Speech recognition technology has been around for years, but there is one serious player in town that has made it its speciality. The company is Nuance and I have been invited to spend a few days at their new office in Cambridge, Boston. Close to the train station and the major universities MIT and Harvard, it’s a great strategic move. It means Nuance can attract new graduates before they are beckoned by the allure of Silicon Valley.

Nuance has firmly established itself in the speech recognition space and the numbers show it. Just last year it processed over eight billion mobile cloud transactions. Its average monthly users accessing the cloud is over a 100 million. While this month, Nuance will for the first time since the company began in 2000, break one billion cloud transactions.
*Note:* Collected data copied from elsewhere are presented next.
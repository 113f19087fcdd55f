use wumpus_core::{Bounds, Cell};
use wumpus_kb::{Fact, HazardKind, KnowledgeBase, Percept, Predicate, Provenance};

#[test]
fn fresh_kb_answers_no_hazard_everywhere() {
    let kb = KnowledgeBase::new();
    for cell in Bounds::new(4, 4).cells() {
        assert!(kb.ask(Predicate::NoHazard(HazardKind::Pit), cell));
        assert!(kb.ask(Predicate::NoHazard(HazardKind::Wumpus), cell));
        assert!(!kb.ask(Predicate::Safe, cell), "safety is never assumed");
    }
}

#[test]
fn tell_is_idempotent() {
    let mut kb = KnowledgeBase::new();
    let fact = Fact::percept(Percept::Breeze, Cell::new(1, 1));

    assert!(kb.tell(fact));
    assert!(!kb.tell(fact));
    assert_eq!(kb.len(), 1);
    assert!(kb.ask(Predicate::Percept(Percept::Breeze), Cell::new(1, 1)));
}

#[test]
fn visiting_implies_safe_and_drops_suspicion() {
    let mut kb = KnowledgeBase::new();
    let cell = Cell::new(2, 3);
    kb.infer(Fact::possible_hazard(HazardKind::Pit, cell));
    assert!(kb.is_suspected(HazardKind::Pit, cell));

    kb.mark_visited(cell);

    assert!(kb.is_visited(cell));
    assert!(kb.is_safe(cell));
    assert!(!kb.is_suspected(HazardKind::Pit, cell));
    assert_eq!(kb.visited().collect::<Vec<_>>(), vec![cell]);
}

#[test]
fn ruling_out_a_hazard_retracts_its_suspicion_only() {
    let mut kb = KnowledgeBase::new();
    let cell = Cell::new(1, 2);
    kb.infer(Fact::possible_hazard(HazardKind::Pit, cell));
    kb.infer(Fact::possible_hazard(HazardKind::Wumpus, cell));

    kb.infer(Fact::no_hazard(HazardKind::Pit, cell));

    assert!(!kb.is_suspected(HazardKind::Pit, cell));
    assert!(kb.is_suspected(HazardKind::Wumpus, cell));
    assert!(kb.is_ruled_out(HazardKind::Pit, cell));
}

#[test]
fn safety_survives_unrelated_tells_but_not_a_hazard_assertion() {
    let mut kb = KnowledgeBase::new();
    let cell = Cell::new(3, 3);
    kb.mark_safe(cell);

    kb.tell(Fact::percept(Percept::Stench, cell));
    kb.tell(Fact::possible_hazard(HazardKind::Wumpus, cell));
    kb.tell(Fact::new(Predicate::Gold, cell));
    kb.tell(Fact::no_hazard(HazardKind::Pit, cell));
    assert!(kb.is_safe(cell));

    kb.tell(Fact::hazard(HazardKind::Pit, cell));
    assert!(!kb.is_safe(cell));
    assert!(!kb.ask(Predicate::NoHazard(HazardKind::Pit), cell));
}

#[test]
fn neutralized_wumpus_no_longer_counts_as_hazard() {
    let mut kb = KnowledgeBase::new();
    let cell = Cell::new(2, 2);
    kb.infer(Fact::hazard(HazardKind::Wumpus, cell));
    assert!(kb.ask(Predicate::Hazard(HazardKind::Wumpus), cell));

    kb.tell(Fact::new(Predicate::Neutralized, cell));
    kb.mark_safe(cell);

    assert!(!kb.ask(Predicate::Hazard(HazardKind::Wumpus), cell));
    assert!(kb.ask(Predicate::NoHazard(HazardKind::Wumpus), cell));
    assert!(kb.is_ruled_out(HazardKind::Wumpus, cell));
    assert!(kb.is_safe(cell));
}

#[test]
fn provenance_keeps_the_strongest_source() {
    let mut kb = KnowledgeBase::new();
    let fact = Fact::hazard(HazardKind::Wumpus, Cell::new(4, 1));

    assert!(kb.guess(fact));
    assert_eq!(kb.provenance(fact), Some(Provenance::Guessed));

    assert!(kb.infer(fact), "upgrade counts as a change");
    assert_eq!(kb.provenance(fact), Some(Provenance::Deduced));

    assert!(!kb.guess(fact));
    assert_eq!(kb.provenance(fact), Some(Provenance::Deduced));
}

#[test]
fn cloned_kb_is_independent() {
    let mut kb = KnowledgeBase::new();
    kb.mark_visited(Cell::new(1, 1));

    let mut inherited = kb.clone();
    inherited.mark_visited(Cell::new(1, 2));

    assert!(!kb.is_visited(Cell::new(1, 2)));
    assert!(inherited.is_visited(Cell::new(1, 1)));
}

#[test]
fn observations_keep_what_was_seen_and_forget_kills() {
    let mut kb = KnowledgeBase::new();
    let start = Cell::new(1, 1);
    let lair = Cell::new(2, 1);
    kb.mark_visited(start);
    kb.tell(Fact::percept(Percept::Stench, start));
    kb.infer(Fact::hazard(HazardKind::Wumpus, lair));
    kb.tell(Fact::new(Predicate::Neutralized, lair));
    kb.mark_visited(lair);
    kb.tell(Fact::hazard(HazardKind::Pit, Cell::new(3, 1)));

    let seen = kb.observations();

    assert!(seen.is_visited(start));
    assert!(seen.holds(Fact::percept(Percept::Stench, start)));
    assert_eq!(
        seen.provenance(Fact::hazard(HazardKind::Pit, Cell::new(3, 1))),
        Some(Provenance::Observed)
    );
    assert!(!seen.is_neutralized(lair));
    assert!(!seen.is_visited(lair));
    assert!(!seen.is_safe(lair));
    assert!(!seen.holds(Fact::hazard(HazardKind::Wumpus, lair)));
}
A major part of Nuance's work is analysing text-based information and working on creating intelligent systems. With virtual cloud assistant, Project Wintermute [YouTube video], Nuance hopes to create an 'ever-present assistant’ that is available to you wherever you may happen to be. While 'Project Nina’ on the other hand, has been 're-imagined' for the purpose of providing customer service for enterprises

Nuance is keen to emphasise that it builds applications for large customers, and most people are not even aware that Nuance is behind it. Is Apple one of Nuance's large customers? The Nuance executives look at each other with a nervous smile. Finally Mike Thompson, executive vice president breaks the silence: “Apple is a partner of ours and we do not talk about Apple at all.”

Voice as your password

A key area of investment has been improving voice biometrics, particularly in the customer service space. Gregory Pal, vice president of product strategy explains: “When [the system] looks at these 150 characteristics of your voice, you can't reverse engineer it back into the original voice.”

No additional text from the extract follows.